TASK DIRECTIONS
Every line of the records counts; transcribe each one exactly.

Saved entries:
[Start of Attachment]

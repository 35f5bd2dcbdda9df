/// Shared plotting frame: data-to-screen mapping, axes, and the empty-state
/// message used by every chart.
use crate::theme::FilmSleuthTheme;
use egui::{Align2, FontId, Painter, Pos2, Rect, Stroke, Ui, Vec2};

/// Shown in place of a chart when the filtered subset is empty.
pub const NO_DATA_MESSAGE: &str = "No data available for the selected filters.";

/// Space reserved around the plot area for tick labels.
const MARGIN_LEFT: f32 = 52.0;
const MARGIN_BOTTOM: f32 = 28.0;
const MARGIN_TOP: f32 = 10.0;
const MARGIN_RIGHT: f32 = 16.0;

/// A rectangular plot area with linear x and y axes.
#[derive(Debug, Clone, Copy)]
pub struct PlotArea {
    /// Inner rect, excluding tick-label margins.
    pub rect: Rect,
    pub x: (f64, f64),
    pub y: (f64, f64),
}

impl PlotArea {
    /// Fit a plot area inside `outer`, leaving room for axis labels.
    pub fn new(outer: Rect, x: (f64, f64), y: (f64, f64)) -> Self {
        let rect = Rect::from_min_max(
            Pos2::new(outer.left() + MARGIN_LEFT, outer.top() + MARGIN_TOP),
            Pos2::new(outer.right() - MARGIN_RIGHT, outer.bottom() - MARGIN_BOTTOM),
        );
        Self {
            rect,
            x: padded(x),
            y: padded(y),
        }
    }

    /// Map a data point to screen coordinates. Larger y is higher up.
    pub fn to_screen(&self, x: f64, y: f64) -> Pos2 {
        let tx = ((x - self.x.0) / (self.x.1 - self.x.0)) as f32;
        let ty = ((y - self.y.0) / (self.y.1 - self.y.0)) as f32;
        Pos2::new(
            self.rect.left() + tx * self.rect.width(),
            self.rect.bottom() - ty * self.rect.height(),
        )
    }

    /// Draw gridlines, both axes, and tick labels.
    pub fn draw_axes(
        &self,
        painter: &Painter,
        theme: &FilmSleuthTheme,
        ticks: usize,
        x_label: impl Fn(f64) -> String,
        y_label: impl Fn(f64) -> String,
    ) {
        let font = FontId::proportional(11.0);
        let grid = Stroke::new(1.0, theme.grid);
        let axis = Stroke::new(1.0, theme.text_muted);

        for i in 0..=ticks {
            let t = i as f64 / ticks as f64;

            let yv = self.y.0 + t * (self.y.1 - self.y.0);
            let p = self.to_screen(self.x.0, yv);
            painter.line_segment([p, Pos2::new(self.rect.right(), p.y)], grid);
            painter.text(
                Pos2::new(p.x - 6.0, p.y),
                Align2::RIGHT_CENTER,
                y_label(yv),
                font.clone(),
                theme.text_muted,
            );

            let xv = self.x.0 + t * (self.x.1 - self.x.0);
            let p = self.to_screen(xv, self.y.0);
            painter.text(
                Pos2::new(p.x, p.y + 4.0),
                Align2::CENTER_TOP,
                x_label(xv),
                font.clone(),
                theme.text_muted,
            );
        }

        painter.line_segment([self.rect.left_bottom(), self.rect.right_bottom()], axis);
        painter.line_segment([self.rect.left_top(), self.rect.left_bottom()], axis);
    }
}

/// Widen a degenerate range so a single value still plots mid-axis.
pub fn padded((lo, hi): (f64, f64)) -> (f64, f64) {
    if !(lo.is_finite() && hi.is_finite()) {
        return (0.0, 1.0);
    }
    if hi > lo {
        (lo, hi)
    } else {
        let pad = if lo == 0.0 { 1.0 } else { lo.abs() * 0.1 };
        (lo - pad, hi + pad)
    }
}

/// Min and max of `values`, `None` when empty.
pub fn extent(values: impl IntoIterator<Item = f64>) -> Option<(f64, f64)> {
    values.into_iter().fold(None, |acc, v| match acc {
        None => Some((v, v)),
        Some((lo, hi)) => Some((lo.min(v), hi.max(v))),
    })
}

/// Allocate the chart canvas: full width, at least `min_height` tall.
pub fn allocate_canvas(ui: &mut Ui, min_height: f32) -> (Rect, egui::Response) {
    let size = Vec2::new(
        ui.available_width(),
        ui.available_height().max(min_height),
    );
    ui.allocate_exact_size(size, egui::Sense::hover())
}

/// Draw the empty-state message centred in the remaining space.
pub fn no_data(ui: &mut Ui) {
    let color = ui.visuals().weak_text_color();
    ui.vertical_centered(|ui| {
        ui.add_space(40.0);
        ui.label(egui::RichText::new(NO_DATA_MESSAGE).color(color).italics());
    });
}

[End of Attachment]

SOLVED EXERCISE
repository 35f5bd2dcbdda9df
/// Shared plotting frame: data-to-screen mapping, axes, and the empty-state
/// message used by every chart.
use crate::theme::FilmSleuthTheme;
use egui::{Align2, FontId, Painter, Pos2, Rect, Stroke, Ui, Vec2};

/// Shown in place of a chart when the filtered subset is empty.
pub const NO_DATA_MESSAGE: &str = "No data available for the selected filters.";

/// Space reserved around the plot area for tick labels.
const MARGIN_LEFT: f32 = 52.0;
const MARGIN_BOTTOM: f32 = 28.0;
const MARGIN_TOP: f32 = 10.0;
const MARGIN_RIGHT: f32 = 16.0;

/// A rectangular plot area with linear x and y axes.
#[derive(Debug, Clone, Copy)]
pub struct PlotArea {
    /// Inner rect, excluding tick-label margins.
    pub rect: Rect,
    pub x: (f64, f64),
    pub y: (f64, f64),
}

impl PlotArea {
    /// Fit a plot area inside `outer`, leaving room for axis labels.
    pub fn new(outer: Rect, x: (f64, f64), y: (f64, f64)) -> Self {
        let rect = Rect::from_min_max(
            Pos2::new(outer.left() + MARGIN_LEFT, outer.top() + MARGIN_TOP),
            Pos2::new(outer.right() - MARGIN_RIGHT, outer.bottom() - MARGIN_BOTTOM),
        );
        Self {
            rect,
            x: padded(x),
            y: padded(y),
        }
    }

    /// Map a data point to screen coordinates. Larger y is higher up.
    pub fn to_screen(&self, x: f64, y: f64) -> Pos2 {
        let tx = ((x - self.x.0) / (self.x.1 - self.x.0)) as f32;
        let ty = ((y - self.y.0) / (self.y.1 - self.y.0)) as f32;
        Pos2::new(
            self.rect.left() + tx * self.rect.width(),
            self.rect.bottom() - ty * self.rect.height(),
        )
    }

    /// Draw gridlines, both axes, and tick labels.
    pub fn draw_axes(
        &self,
        painter: &Painter,
        theme: &FilmSleuthTheme,
        ticks: usize,
        x_label: impl Fn(f64) -> String,
        y_label: impl Fn(f64) -> String,
    ) {
        let font = FontId::proportional(11.0);
        let grid = Stroke::new(1.0, theme.grid);
        let axis = Stroke::new(1.0, theme.text_muted);

        for i in 0..=ticks {
            let t = i as f64 / ticks as f64;

            let yv = self.y.0 + t * (self.y.1 - self.y.0);
            let p = self.to_screen(self.x.0, yv);
            painter.line_segment([p, Pos2::new(self.rect.right(), p.y)], grid);
            painter.text(
                Pos2::new(p.x - 6.0, p.y),
                Align2::RIGHT_CENTER,
                y_label(yv),
                font.clone(),
                theme.text_muted,
            );

            let xv = self.x.0 + t * (self.x.1 - self.x.0);
            let p = self.to_screen(xv, self.y.0);
            painter.text(
                Pos2::new(p.x, p.y + 4.0),
                Align2::CENTER_TOP,
                x_label(xv),
                font.clone(),
                theme.text_muted,
            );
        }

        painter.line_segment([self.rect.left_bottom(), self.rect.right_bottom()], axis);
        painter.line_segment([self.rect.left_top(), self.rect.left_bottom()], axis);
    }
}

/// Widen a degenerate range so a single value still plots mid-axis.
pub fn padded((lo, hi): (f64, f64)) -> (f64, f64) {
    if !(lo.is_finite() && hi.is_finite()) {
        return (0.0, 1.0);
    }
    if hi > lo {
        (lo, hi)
    } else {
        let pad = if lo == 0.0 { 1.0 } else { lo.abs() * 0.1 };
        (lo - pad, hi + pad)
    }
}

/// Min and max of `values`, `None` when empty.
pub fn extent(values: impl IntoIterator<Item = f64>) -> Option<(f64, f64)> {
    values.into_iter().fold(None, |acc, v| match acc {
        None => Some((v, v)),
        Some((lo, hi)) => Some((lo.min(v), hi.max(v))),
    })
}

/// Allocate the chart canvas: full width, at least `min_height` tall.
pub fn allocate_canvas(ui: &mut Ui, min_height: f32) -> (Rect, egui::Response) {
    let size = Vec2::new(
        ui.available_width(),
        ui.available_height().max(min_height),
    );
    ui.allocate_exact_size(size, egui::Sense::hover())
}

/// Draw the empty-state message centred in the remaining space.
pub fn no_data(ui: &mut Ui) {
    let color = ui.visuals().weak_text_color();
    ui.vertical_centered(|ui| {
        ui.add_space(40.0);
        ui.label(egui::RichText::new(NO_DATA_MESSAGE).color(color).italics());
    });
}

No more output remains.